* _ABOUT THIS TASK_
Each line from the beginning of the data below through the line containing "use crate::providers::TextGenerator;" should be repeated exactly, please.

* _RECORDS SHOWN_
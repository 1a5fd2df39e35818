use async_trait::async_trait;
use reqwest::{Client, StatusCode};
use serde::{Deserialize, Serialize};
use std::time::Duration;
use tracing::{debug, warn};

use crate::error::{Error, Result};
use crate::providers::TextGenerator;

/// Primary-provider client bound to a single API key. The credential pool
/// constructs one of these per configured key.
pub struct GeminiClient {
    client: Client,
    api_key: String,
    model: String,
    base_url: String,
}

impl GeminiClient {
    pub fn new(api_key: String, model: String, timeout: Duration) -> Result<Self> {
        let client = Client::builder()
            .timeout(timeout)
            .build()
            .map_err(|e| Error::provider("gemini", format!("Failed to create HTTP client: {}", e)))?;

        Ok(Self {
            client,
            api_key,
            model,
            base_url: "https://generativelanguage.googleapis.com/v1beta".to_string(),
        })
    }

    pub fn with_base_url(mut self, base_url: impl Into<String>) -> Self {
        self.base_url = base_url.into();
        self
    }
}

#[async_trait]
impl TextGenerator for GeminiClient {
    async fn generate(&self, prompt: &str) -> Result<String> {
        debug!("Making Gemini API request to model: {}", self.model);

        let request = GeminiRequest {
            contents: vec![GeminiContent {
                role: "user".to_string(),
                parts: vec![GeminiPart {
                    text: prompt.to_string(),
                }],
            }],
            generation_config: Some(GeminiGenerationConfig {
                temperature: Some(0.7),
                max_output_tokens: Some(2048),
            }),
        };

        let url = format!(
            "{}/models/{}:generateContent?key={}",
            self.base_url, self.model, self.api_key
        );

        let response = self
            .client
            .post(&url)
            .header("Content-Type", "application/json")
            .json(&request)
            .send()
            .await
            .map_err(|e| Error::provider("gemini", format!("Request failed: {}", e)))?;

        let status = response.status();
        if status == StatusCode::TOO_MANY_REQUESTS {
            let error_text = response
                .text()
                .await
                .unwrap_or_else(|_| "Unknown error".to_string());
            warn!("Gemini API rate limited: {}", error_text);
            return Err(Error::rate_limited(error_text));
        }

        if !status.is_success() {
            let error_text = response
                .text()
                .await
                .unwrap_or_else(|_| "Unknown error".to_string());
            warn!("Gemini API error: {} - {}", status, error_text);
            return Err(Error::provider(
                "gemini",
                format!("API error {}: {}", status, error_text),
            ));
        }

        let gemini_response: GeminiResponse = response
            .json()
            .await
            .map_err(|e| Error::provider("gemini", format!("Failed to parse response: {}", e)))?;

        let text = gemini_response
            .candidates
            .first()
            .map(|c| {
                c.content
                    .parts
                    .iter()
                    .map(|p| p.text.as_str())
                    .collect::<Vec<_>>()
                    .join("")
            })
            .unwrap_or_default();

        debug!("Received successful response from Gemini API");
        Ok(text)
    }

    fn name(&self) -> &str {
        "gemini"
    }
}

#[derive(Debug, Clone, Serialize)]
struct GeminiRequest {
    contents: Vec<GeminiContent>,
    #[serde(rename = "generationConfig", skip_serializing_if = "Option::is_none")]
    generation_config: Option<GeminiGenerationConfig>,
}

#[derive(Debug, Clone, Serialize)]
struct GeminiGenerationConfig {
    #[serde(skip_serializing_if = "Option::is_none")]
    temperature: Option<f32>,
    #[serde(rename = "maxOutputTokens", skip_serializing_if = "Option::is_none")]
    max_output_tokens: Option<u32>,
}

#[derive(Debug, Clone, Serialize, Deserialize)]
struct GeminiContent {
    role: String,
    parts: Vec<GeminiPart>,
}

#[derive(Debug, Clone, Serialize, Deserialize)]
struct GeminiPart {
    text: String,
}

#[derive(Debug, Deserialize)]
struct GeminiResponse {
    #[serde(default)]
    candidates: Vec<GeminiCandidate>,
}

#[derive(Debug, Deserialize)]
struct GeminiCandidate {
    content: GeminiContent,
}
use async_trait::async_trait;
use reqwest::Client;
use serde::{Deserialize, Serialize};
use std::time::Duration;
use tracing::{debug, warn};

use crate::error::{Error, Result};
use crate::providers::{FallbackProvider, TextGenerator};

const DEFAULT_MODEL: &str = "meta-llama/llama-3.1-8b-instruct";

/// First provider in the fallback chain. OpenAI-compatible chat
/// completions API.
pub struct OpenRouterProvider {
    client: Client,
    api_key: Option<String>,
    model: String,
    base_url: String,
}

impl OpenRouterProvider {
    pub fn new(api_key: Option<String>, timeout: Duration) -> Result<Self> {
        let client = Client::builder()
            .timeout(timeout)
            .build()
            .map_err(|e| {
                Error::provider("openrouter", format!("Failed to create HTTP client: {}", e))
            })?;

        Ok(Self {
            client,
            api_key,
            model: DEFAULT_MODEL.to_string(),
            base_url: "https://openrouter.ai/api/v1".to_string(),
        })
    }
}

#[async_trait]
impl TextGenerator for OpenRouterProvider {
    async fn generate(&self, prompt: &str) -> Result<String> {
        let api_key = self
            .api_key
            .as_ref()
            .ok_or_else(|| Error::provider("openrouter", "No API key configured"))?;

        debug!("Making OpenRouter API request to model: {}", self.model);

        let request = ChatCompletionRequest {
            model: self.model.clone(),
            messages: vec![ChatMessage {
                role: "user".to_string(),
                content: prompt.to_string(),
            }],
            max_tokens: 1024,
            temperature: 0.7,
        };

        let response = self
            .client
            .post(&format!("{}/chat/completions", self.base_url))
            .header("Authorization", format!("Bearer {}", api_key))
            .header("Content-Type", "application/json")
            .json(&request)
            .send()
            .await
            .map_err(|e| Error::provider("openrouter", format!("Request failed: {}", e)))?;

        if !response.status().is_success() {
            let status = response.status();
            let error_text = response
                .text()
                .await
                .unwrap_or_else(|_| "Unknown error".to_string());
            warn!("OpenRouter API error: {} - {}", status, error_text);
            return Err(Error::provider(
                "openrouter",
                format!("API error {}: {}", status, error_text),
            ));
        }

        let completion: ChatCompletionResponse = response.json().await.map_err(|e| {
            Error::provider("openrouter", format!("Failed to parse response: {}", e))
        })?;

        let text = completion
            .choices
            .first()
            .map(|c| c.message.content.clone())
            .unwrap_or_default();

        if text.trim().is_empty() {
            return Err(Error::provider("openrouter", "Empty response body"));
        }

        Ok(text)
    }

    fn name(&self) -> &str {
        "openrouter"
    }
}

impl FallbackProvider for OpenRouterProvider {
    fn is_available(&self) -> bool {
        self.api_key.is_some()
    }
}

#[derive(Debug, Clone, Serialize)]
struct ChatCompletionRequest {
    model: String,
    messages: Vec<ChatMessage>,
    max_tokens: u32,
    temperature: f32,
}

#[derive(Debug, Clone, Serialize)]
struct ChatMessage {
    role: String,
    content: String,
}

#[derive(Debug, Deserialize)]
struct ChatCompletionResponse {
    #[serde(default)]
    choices: Vec<ChatChoice>,
}

#[derive(Debug, Deserialize)]
struct ChatChoice {
    message: ChoiceMessage,
}

#[derive(Debug, Deserialize)]
struct ChoiceMessage {
    content: String,
}
use thiserror::Error;

pub type Result<T> = std::result::Result<T, Error>;

#[derive(Error, Debug)]
pub enum Error {
    #[error("Configuration error: {0}")]
    Config(#[from] config::ConfigError),

    #[error("HTTP request error: {0}")]
    Http(#[from] reqwest::Error),

    #[error("JSON serialization error: {0}")]
    Json(#[from] serde_json::Error),

    #[error("No eligible credential available")]
    NoCredentialAvailable,

    #[error("Provider {provider} returned an empty response")]
    EmptyResponse { provider: String },

    #[error("Rate limited: {0}")]
    RateLimited(String),

    #[error("Provider {provider} failed: {message}")]
    Provider { provider: String, message: String },

    #[error("All fallback providers failed")]
    AllProvidersFailed,

    #[error("No fallback providers are configured")]
    NoProvidersAvailable,

    #[error("Request timed out after {elapsed_ms}ms calling {provider}")]
    Timeout { provider: String, elapsed_ms: u64 },

    #[error("AI generation failed: {0}")]
    GatewayFailed(String),

    #[error("Validation error: {0}")]
    Validation(String),
}

impl Error {
    pub fn provider(provider: impl Into<String>, message: impl Into<String>) -> Self {
        Error::Provider {
            provider: provider.into(),
            message: message.into(),
        }
    }

    pub fn empty_response(provider: impl Into<String>) -> Self {
        Error::EmptyResponse {
            provider: provider.into(),
        }
    }

    pub fn rate_limited(msg: impl Into<String>) -> Self {
        Error::RateLimited(msg.into())
    }

    pub fn gateway_failed(msg: impl Into<String>) -> Self {
        Error::GatewayFailed(msg.into())
    }

    pub fn validation(msg: impl Into<String>) -> Self {
        Error::Validation(msg.into())
    }

    /// Heuristic rate-limit classifier. Upstream error shapes are not
    /// uniform, so a structured 429 signal is preferred and string
    /// matching on the message is the last resort.
    pub fn is_rate_limit(&self) -> bool {
        match self {
            Error::RateLimited(_) => true,
            Error::Http(e) => e
                .status()
                .map(|s| s == reqwest::StatusCode::TOO_MANY_REQUESTS)
                .unwrap_or(false),
            _ => {
                let msg = self.to_string().to_lowercase();
                msg.contains("rate limit")
                    || msg.contains("quota exceeded")
                    || msg.contains("too many requests")
                    || msg.contains("429")
            }
        }
    }
}

#[cfg(test)]
mod tests {
    use super::*;

    #[test]
    fn test_structured_rate_limit_detection() {
        assert!(Error::rate_limited("resource exhausted").is_rate_limit());
    }

    #[test]
    fn test_message_rate_limit_detection() {
        assert!(Error::provider("groq", "Too Many Requests").is_rate_limit());
        assert!(Error::provider("openrouter", "quota exceeded for key").is_rate_limit());
        assert!(Error::provider("gemini", "API error 429: slow down").is_rate_limit());
        assert!(!Error::provider("groq", "connection reset by peer").is_rate_limit());
    }

    #[test]
    fn test_non_rate_limit_errors() {
        assert!(!Error::NoCredentialAvailable.is_rate_limit());
        assert!(!Error::empty_response("gemini").is_rate_limit());
        assert!(!Error::gateway_failed("all paths exhausted").is_rate_limit());
    }
}
//! Resilient AI text-generation gateway.
//!
//! A primary provider backed by a pool of interchangeable credentials
//! (per-credential cooldown and error tracking), an ordered chain of
//! fallback providers, and an orchestrating gateway that bounds
//! concurrent primary load, retries with backoff, and exposes
//! statistics and health.

pub mod config;
pub mod error;
pub mod fallback;
pub mod gateway;
pub mod pool;
pub mod providers;

pub use config::GatewayConfig;
pub use error::{Error, Result};
pub use fallback::{FallbackChain, FallbackResult, FallbackStats};
pub use gateway::{
    Generation, GatewayOptions, GatewayStats, HealthReport, HealthState, RequestGateway,
};
pub use pool::{CredentialPool, PoolStatus, SelectedCredential};
pub use providers::{FallbackProvider, TextGenerator};
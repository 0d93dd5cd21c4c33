//! Download orchestration and on-disk layout
//!
//! This module turns the flat recording and tag listings into a folder tree:
//! - `sanitize`: untrusted names to path segments
//! - `tags`: tag lookup and tag folders
//! - `filter`: optional start-date restriction
//! - `layout`: per-recording target folder and skip decision
//! - `fetcher`: isolated per-artifact retrieval
//! - `writer`: base64 decode and file write
//! - `orchestrator`: the sequential run over all recordings

mod context;
pub mod fetcher;
pub mod filter;
pub mod layout;
mod orchestrator;
mod report;
pub mod sanitize;
mod tags;
pub mod writer;

pub use context::{RunConfig, RunContext};
pub use fetcher::FetchOutcome;
pub use layout::RecordingPlan;
pub use orchestrator::Exporter;
pub use report::{ArtifactFailure, RunReport};
pub use sanitize::sanitize;
pub use tags::TagIndex;
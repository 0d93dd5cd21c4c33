use std::io;

use anyhow::Result;
use clap::Parser;
use plaud_bulk_export::cli::Args;
use plaud_bulk_export::{Config, Exporter, PlaudClient, SessionProvider};
use tracing::{info, warn};
use tracing_subscriber::EnvFilter;

#[tokio::main]
async fn main() -> Result<()> {
    tracing_subscriber::fmt()
        .with_env_filter(
            EnvFilter::try_from_default_env().unwrap_or_else(|_| EnvFilter::new("info")),
        )
        .init();

    let args = Args::parse();
    let cfg = Config::load(&args.config)?;

    info!("Plaud bulk export v{}", env!("CARGO_PKG_VERSION"));
    info!("API: {}", cfg.api.base_url);

    let input = {
        let stdin = io::stdin();
        let mut stdin = stdin.lock();
        let mut stdout = io::stdout();
        args.resolve(&cfg.export, &mut stdin, &mut stdout)?
    };

    info!("Username: {}", input.username);
    info!("Directory: {}", input.run.root.display());
    if let Some(date) = &input.run.start_date {
        info!("Start date: {}", date);
    }
    info!("Skip existing: {}", input.run.skip_existing);

    let mut client = PlaudClient::new(cfg.api.clone())?;
    client.authenticate(&input.username, &input.password).await?;

    let exporter = Exporter::new(&client, &client);
    let report = exporter.run(input.run).await?;

    if report.has_failures() {
        warn!(
            "{} artifacts could not be downloaded and {} recordings had no usable folder; re-run to retry",
            report.failures.len(),
            report.recordings_failed
        );
        for failure in &report.failures {
            warn!(
                "  {} ({}): {} {} - {}",
                failure.recording_name,
                failure.recording_id,
                failure.kind,
                failure.format,
                failure.reason
            );
        }
    }

    Ok(())
}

* _ANSWER TO THE PROBLEM_
repository 1a5fd2df39e35818
use async_trait::async_trait;
use reqwest::{Client, StatusCode};
use serde::{Deserialize, Serialize};
use std::time::Duration;
use tracing::{debug, warn};

use crate::error::{Error, Result};
use crate::providers::TextGenerator;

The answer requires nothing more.